Once the image has been thoroughly tested and verified (both by humans and verification scripts) each time a change is merged, the git repo is tagged, docker image is built and tagged and then pushed to the container repo.
Perhaps you could explain what you mean by the other way? Why would you ever need to recreate the base image? Perhaps if the container repo dropped off the face of the earth and had to be created from scratch?
Oh no! CMake is too old a version to support a dependency we have to build in the image construction. So we better pull in a version of CMake from a PPA which is community maintained, and build it from source/etc.
Personally, I don’t see the issue with it if you’re at least being a little careful— don’t make obvious mistakes like installing latest/nightly packages automatically, etc.
In your image that extends from the base image, you'll typically update the package repo cache (it is typically cleared after building the base image, to reduce the size), then install whatever packages you want.
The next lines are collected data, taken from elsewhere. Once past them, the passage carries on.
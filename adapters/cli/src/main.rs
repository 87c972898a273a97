#![deny(
    unsafe_code,
    missing_docs,
    dead_code,
    unused_results,
    non_snake_case,
    unreachable_pub
)]

//! Command-line adapter that lets two players duel on a shared board.

mod config;
mod render;

use std::{
    io::{self, BufRead, Write},
    path::PathBuf,
    thread,
    time::{Duration, Instant},
};

use anyhow::{Context, Result};
use clap::Parser;
use tile_duel_core::{Direction, GameConfig};
use tile_duel_system_session::Session;
use tracing::info;
use tracing_subscriber::EnvFilter;

/// Two-player tile merging duel in the terminal.
#[derive(Debug, Parser)]
#[command(name = "tile-duel", version, about)]
struct Args {
    /// TOML file with a `[game]` table of settings.
    #[arg(long, value_name = "PATH")]
    config: Option<PathBuf>,
    /// Seed for tile spawning.
    #[arg(long)]
    seed: Option<u64>,
    /// Number of cells along each board edge.
    #[arg(long)]
    size: Option<u32>,
    /// Tile value that wins the game.
    #[arg(long)]
    win_value: Option<u32>,
    /// Merge animation length in milliseconds.
    #[arg(long)]
    animation_ms: Option<u64>,
    /// Play alone: a stuck board is lost instead of scored.
    #[arg(long)]
    solo: bool,
    /// Moves to play without a prompt, separated by commas or spaces.
    #[arg(long, value_name = "MOVES")]
    script: Option<String>,
}

/// Input line understood by the front-end.
#[derive(Clone, Copy, Debug, PartialEq, Eq)]
enum Input {
    Move(Direction),
    Restart,
    Quit,
}

fn parse_input(token: &str) -> Result<Input> {
    match token.trim().to_ascii_lowercase().as_str() {
        "restart" | "n" => Ok(Input::Restart),
        "quit" | "q" => Ok(Input::Quit),
        other => Ok(Input::Move(other.parse().with_context(|| {
            format!("`{token}` is not a move, use up/down/left/right, wasd, n or q")
        })?)),
    }
}

/// Entry point for the Tile Duel command-line interface.
fn main() -> Result<()> {
    install_tracing();
    let args = Args::parse();
    let config = config::load(
        args.config.as_deref(),
        config::Overrides {
            rng_seed: args.seed,
            board_dimension: args.size,
            win_value: args.win_value,
            merge_animation_ms: args.animation_ms,
            solo: args.solo,
        },
    )?;
    info!(?config, "configuration loaded");

    let mut session = Session::new(config.clone()).context("failed to start a game")?;
    match args.script {
        Some(script) => play_script(&mut session, &config, &script),
        None => play_interactive(&mut session, &config),
    }
}

fn install_tracing() {
    let filter = EnvFilter::try_from_default_env().unwrap_or_else(|_| EnvFilter::new("warn"));
    tracing_subscriber::fmt()
        .with_env_filter(filter)
        .with_writer(io::stderr)
        .init();
}

/// Plays a fixed list of moves on the simulated clock, one throttle window apart.
fn play_script(session: &mut Session, config: &GameConfig, script: &str) -> Result<()> {
    let mut stdout = io::stdout().lock();
    for token in script
        .split(|c: char| c == ',' || c.is_whitespace())
        .filter(|token| !token.is_empty())
    {
        match parse_input(token)? {
            Input::Move(direction) => session.move_tiles(direction),
            Input::Restart => session.start_game(),
            Input::Quit => break,
        }
        session.advance(config.throttle_window());
        report_events(session, &mut stdout)?;
    }
    show(session, &mut stdout)
}

/// Reads moves from stdin, forwarding wall-clock time to the session.
fn play_interactive(session: &mut Session, config: &GameConfig) -> Result<()> {
    let stdin = io::stdin();
    let mut stdout = io::stdout().lock();
    let mut last_tick = Instant::now();
    show(session, &mut stdout)?;

    for line in stdin.lock().lines() {
        let line = line.context("failed to read from stdin")?;
        if line.trim().is_empty() {
            continue;
        }
        advance_wall_clock(session, &mut last_tick);

        match parse_input(&line) {
            Ok(Input::Move(direction)) => {
                session.move_tiles(direction);
                thread::sleep(config.throttle_window());
                advance_wall_clock(session, &mut last_tick);
            }
            Ok(Input::Restart) => session.start_game(),
            Ok(Input::Quit) => break,
            Err(error) => {
                writeln!(stdout, "{error:#}").context("failed to write to stdout")?;
                continue;
            }
        }
        report_events(session, &mut stdout)?;
        show(session, &mut stdout)?;
    }
    Ok(())
}

fn advance_wall_clock(session: &mut Session, last_tick: &mut Instant) {
    let now = Instant::now();
    let elapsed: Duration = now.duration_since(*last_tick);
    *last_tick = now;
    session.advance(elapsed);
}

fn report_events(session: &mut Session, out: &mut impl Write) -> Result<()> {
    for event in session.drain_events() {
        if let Some(message) = render::notice(&event) {
            writeln!(out, "{message}").context("failed to write to stdout")?;
        }
    }
    Ok(())
}

fn show(session: &Session, out: &mut impl Write) -> Result<()> {
    writeln!(out, "{}", render::board(session)).context("failed to write to stdout")?;
    if let Some(verdict) = render::verdict(session.status()) {
        writeln!(out, "{verdict}").context("failed to write to stdout")?;
    }
    Ok(())
}

#[cfg(test)]
mod tests {
    use super::*;

    #[test]
    fn parses_moves_and_controls() {
        assert_eq!(parse_input("left").expect("move"), Input::Move(Direction::Left));
        assert_eq!(parse_input(" W ").expect("move"), Input::Move(Direction::Up));
        assert_eq!(parse_input("n").expect("restart"), Input::Restart);
        assert_eq!(parse_input("q").expect("quit"), Input::Quit);
        assert!(parse_input("diagonal").is_err());
    }

    #[test]
    fn script_moves_are_spaced_past_the_throttle() {
        let config = GameConfig {
            rng_seed: 3,
            ..GameConfig::default()
        };
        let mut session = Session::new(config.clone()).expect("valid config");
        let mut sink = Vec::new();
        for token in ["left", "up", "right", "down"] {
            if let Ok(Input::Move(direction)) = parse_input(token) {
                session.move_tiles(direction);
            }
            session.advance(config.throttle_window());
            report_events(&mut session, &mut sink).expect("write");
        }
        let output = String::from_utf8(sink).expect("utf8");
        assert!(!output.contains("still moving"), "unexpected drop: {output}");
    }
}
Like you, I don't see a particular issue with updating system-level packages - especially from a security standpoint.
for a more streamlined experience...
(GitPod does a similar thing where you can append the URL to gitpod.io, but they can't use the VSCode extension marketplace).
All the services I mentioned are fully open for everybody today.
I know, I know. Unthinkable.
Remote SSH works. Local devcontainer works. But mixing the two requires configuring the docker engine settings to point to the remote. This forces other projects to also run on the remote machine.
This was a problem as of 2 months ago.
Oh! My sides!
As much as it is a bunch of small paper cuts to support varied developers, you are more resilient to a big shift.